### Problem description
The job is to find each line of the records below that includes the word "InventoryTotals" and copy it.

### Saved entries
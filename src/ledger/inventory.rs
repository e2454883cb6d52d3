//! Point-in-time valuation of the unsold stock.

use std::collections::HashMap;

use rust_decimal::{Decimal, RoundingStrategy};
use serde::Serialize;

use crate::models::{Item, SignedCost};

use super::reconcile::ItemTally;

#[derive(Debug, Clone, Serialize)]
pub struct ItemValuation {
    pub name: String,
    pub on_hand_qty: u32,
    /// Cost basis of the unsold units, still negative.
    pub on_hand_cost: SignedCost,
    pub avg_cost: SignedCost,
    /// Market value per unit from the Items tab; 0 when the item is not
    /// listed there.
    pub market_value: Decimal,
    pub est_value: Decimal,
}

#[derive(Debug, Clone, Default, Serialize)]
pub struct InventoryTotals {
    pub on_hand_qty: u32,
    pub cost: SignedCost,
    pub est_value: Decimal,
    /// `est_value + cost`; cost is negative, so this is the estimated
    /// gain over the remaining basis.
    pub unrealized: Decimal,
}

#[derive(Debug, Clone, Serialize)]
pub struct InventoryReport {
    pub items: Vec<ItemValuation>,
    pub totals: InventoryTotals,
}

/// Roll up every item with stock on hand. Monetary outputs are rounded
/// to 2 decimal places, half away from zero; the list is sorted by
/// on-hand quantity descending with ties in encounter order.
pub fn valuate(tallies: &[ItemTally], items: &[Item]) -> InventoryReport {
    let market: HashMap<&str, Decimal> = items
        .iter()
        .map(|i| (i.name.as_str(), i.market_value))
        .collect();

    let mut rows: Vec<ItemValuation> = Vec::new();
    let mut totals = InventoryTotals::default();

    for tally in tallies {
        let qty = tally.on_hand_qty();
        if qty == 0 {
            continue;
        }

        let on_hand_cost = round_cost(tally.on_hand_cost());
        let avg_cost = round_cost(SignedCost::from_raw(
            tally.on_hand_cost().amount() / Decimal::from(qty),
        ));
        let market_value = market.get(tally.name.as_str()).copied().unwrap_or_default();
        let est_value = round2(market_value * Decimal::from(qty));

        totals.on_hand_qty += qty;
        totals.cost += on_hand_cost;
        totals.est_value += est_value;

        rows.push(ItemValuation {
            name: tally.name.clone(),
            on_hand_qty: qty,
            on_hand_cost,
            avg_cost,
            market_value,
            est_value,
        });
    }

    rows.sort_by(|a, b| b.on_hand_qty.cmp(&a.on_hand_qty));
    totals.unrealized = totals.est_value + totals.cost.amount();

    InventoryReport {
        items: rows,
        totals,
    }
}

fn round2(d: Decimal) -> Decimal {
    d.round_dp_with_strategy(2, RoundingStrategy::MidpointAwayFromZero)
}

fn round_cost(c: SignedCost) -> SignedCost {
    c.round_dp_with_strategy(2, RoundingStrategy::MidpointAwayFromZero)
}
//! Token-subset name matching, shared by the statistics engine and the
//! holding-age finder.

use std::collections::HashSet;

/// Compiled item-name filter. A candidate matches when every filter
/// token appears among the candidate's tokens (unordered subset, not
/// substring). An empty filter matches everything.
#[derive(Debug, Clone)]
pub struct ItemFilter {
    tokens: Vec<String>,
}

impl ItemFilter {
    pub fn new(filter: &str) -> Self {
        Self {
            tokens: tokenize(filter),
        }
    }

    pub fn is_empty(&self) -> bool {
        self.tokens.is_empty()
    }

    pub fn matches(&self, candidate: &str) -> bool {
        if self.tokens.is_empty() {
            return true;
        }
        let have: HashSet<String> = tokenize(candidate).into_iter().collect();
        self.tokens.iter().all(|t| have.contains(t))
    }
}

/// Lower-case, drop everything through the first colon (release-year
/// prefixes like "2023: ..."), then split on non-alphanumeric runs.
fn tokenize(name: &str) -> Vec<String> {
    let lower = name.to_lowercase();
    let tail = match lower.find(':') {
        Some(i) => &lower[i + 1..],
        None => lower.as_str(),
    };
    tail.split(|c: char| !c.is_alphanumeric())
        .filter(|t| !t.is_empty())
        .map(String::from)
        .collect()
}

#[cfg(test)]
mod tests {
    use super::*;

    #[test]
    fn test_subset_match() {
        let filter = ItemFilter::new("red dragon");
        assert!(filter.matches("2023: Red Dragon Plush #2"));
        assert!(!filter.matches("blue dragon"));
    }

    #[test]
    fn test_tokens_are_unordered() {
        let filter = ItemFilter::new("dragon red");
        assert!(filter.matches("Red Dragon"));
    }

    #[test]
    fn test_not_a_substring_match() {
        // "red" is not a token of "bored ape", even as a substring
        let filter = ItemFilter::new("red");
        assert!(!filter.matches("Bored Ape"));
    }

    #[test]
    fn test_empty_filter_matches_everything() {
        let filter = ItemFilter::new("");
        assert!(filter.is_empty());
        assert!(filter.matches("anything"));
        assert!(filter.matches(""));
    }

    #[test]
    fn test_colon_prefix_is_stripped_from_both_sides() {
        let filter = ItemFilter::new("series: plush");
        assert!(filter.matches("Plush Bear"));
    }

    #[test]
    fn test_punctuation_collapses_to_token_breaks() {
        let filter = ItemFilter::new("plush #2");
        assert!(filter.matches("2023: Red Dragon Plush #2"));
    }
}
use std::collections::HashMap;
use std::sync::{Arc, Mutex};
use std::time::{Duration, Instant};

use metrics::counter;

use crate::store::{CellValue, TableStore};

/// The reader always fetches the whole tab; the fixed layouts never reach
/// column ZZ.
const FULL_RANGE: &str = "A1:ZZ";

/// Immutable read of one tab: the header row split from the data rows.
#[derive(Debug, Clone, PartialEq)]
pub struct TableSnapshot {
    pub headers: Vec<String>,
    pub rows: Vec<Vec<CellValue>>,
}

struct CacheEntry {
    inserted_at: Instant,
    snapshot: Arc<TableSnapshot>,
}

/// Per-tab snapshot memo with a fixed time-to-live measured from
/// insertion. A hit never revalidates against the store; any mutation
/// clears the whole map (rename-type operations can move row positions
/// in unrelated tabs). Last-writer-wins under the lock, no negative
/// caching.
pub struct SnapshotCache {
    ttl: Duration,
    entries: Mutex<HashMap<String, CacheEntry>>,
}

impl SnapshotCache {
    pub fn new(ttl: Duration) -> Self {
        Self {
            ttl,
            entries: Mutex::new(HashMap::new()),
        }
    }

    pub fn get(&self, tab: &str) -> Option<Arc<TableSnapshot>> {
        self.get_at(tab, Instant::now())
    }

    fn get_at(&self, tab: &str, now: Instant) -> Option<Arc<TableSnapshot>> {
        let mut entries = self.entries.lock().unwrap();
        match entries.get(tab) {
            Some(entry) if now.duration_since(entry.inserted_at) < self.ttl => {
                Some(Arc::clone(&entry.snapshot))
            }
            Some(_) => {
                entries.remove(tab);
                None
            }
            None => None,
        }
    }

    pub fn insert(&self, tab: &str, snapshot: Arc<TableSnapshot>) {
        self.entries.lock().unwrap().insert(
            tab.to_string(),
            CacheEntry {
                inserted_at: Instant::now(),
                snapshot,
            },
        );
    }

    pub fn clear(&self) {
        self.entries.lock().unwrap().clear();
    }
}

/// Read-through access to the backing grid store.
pub struct Tables<S> {
    store: S,
    cache: SnapshotCache,
}

impl<S: TableStore> Tables<S> {
    pub fn new(store: S, cache_ttl: Duration) -> Self {
        Self {
            store,
            cache: SnapshotCache::new(cache_ttl),
        }
    }

    /// Fetch a tab's snapshot, serving from cache within the TTL.
    /// `header_row` is the 1-based row holding the column titles; data
    /// rows follow it. Read failures propagate and are not cached.
    pub async fn read_table(
        &self,
        tab: &str,
        header_row: u32,
    ) -> anyhow::Result<Arc<TableSnapshot>> {
        if let Some(hit) = self.cache.get(tab) {
            counter!("cache_hits_total").increment(1);
            return Ok(hit);
        }

        let grid = self.store.read_range(tab, FULL_RANGE).await?;
        counter!("sheet_reads_total").increment(1);

        let header_idx = header_row.saturating_sub(1) as usize;
        let headers = grid
            .get(header_idx)
            .map(|row| row.iter().map(|c| c.as_text().trim().to_string()).collect())
            .unwrap_or_default();
        let rows = grid.into_iter().skip(header_idx + 1).collect();

        let snapshot = Arc::new(TableSnapshot { headers, rows });
        self.cache.insert(tab, Arc::clone(&snapshot));
        Ok(snapshot)
    }

    /// Wholesale cache invalidation; called after every mutation.
    pub fn invalidate(&self) {
        self.cache.clear();
    }

    pub fn store(&self) -> &S {
        &self.store
    }
}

### Result of this task
pub struct InventoryTotals {
    pub totals: InventoryTotals,
    let mut totals = InventoryTotals::default();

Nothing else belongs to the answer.